The throughput numbers tell the decisive story. The RX 9060 XT delivers 27.2 TFLOPS of floating-point performance against the RTX 5060's 19.18 TFLOPS — roughly a 42% theoretical compute advantage. This gap is reinforced across the board: the RX 9060 XT's texture rate of 425 GTexels/s versus 299.6 GTexels/s, and its pixel rate of 212.5 GPixel/s versus 119.9 GPixel/s, mean it can push more geometry, shading, and pixel output per second. Faster GPU memory at 2518 MHz (compared to 1750 MHz on the RTX 5060) further supports that bandwidth-hungry throughput. Notably, the RTX 5060 packs more raw shading units (3840 vs. 2048), but with lower clocks, its real-world compute ceiling remains behind the XFX card.

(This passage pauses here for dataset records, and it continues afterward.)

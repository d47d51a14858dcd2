use crate::constants::DEFAULT_MAX_LISTENERS;

/// Configuration options for the packet transfer service.
#[derive(Clone, Debug)]
pub struct ServiceConfig {
    /// Capacity of the listener table. Registrations past this count are
    /// refused (logged no-op).
    pub max_listeners: usize,
}

impl Default for ServiceConfig {
    fn default() -> Self {
        Self { max_listeners: DEFAULT_MAX_LISTENERS }
    }
}

#[cfg(test)]
mod tests {
    use super::*;

    #[test]
    fn test_default_config() {
        let config = ServiceConfig::default();
        assert_eq!(config.max_listeners, 1000);
    }
}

Based strictly on the provided performance specs, the XFX RX 9060 XT holds a clear and consistent advantage across every major throughput metric — compute, texturing, rasterization output, and memory speed. The RTX 5060's higher shader count does not compensate for the clock and architectural efficiency gap at peak load. Both cards support Double Precision Floating Point, so that is a non-differentiator here. For users prioritizing raw GPU performance as measured by these specifications, the RX 9060 XT is the stronger performer in this group.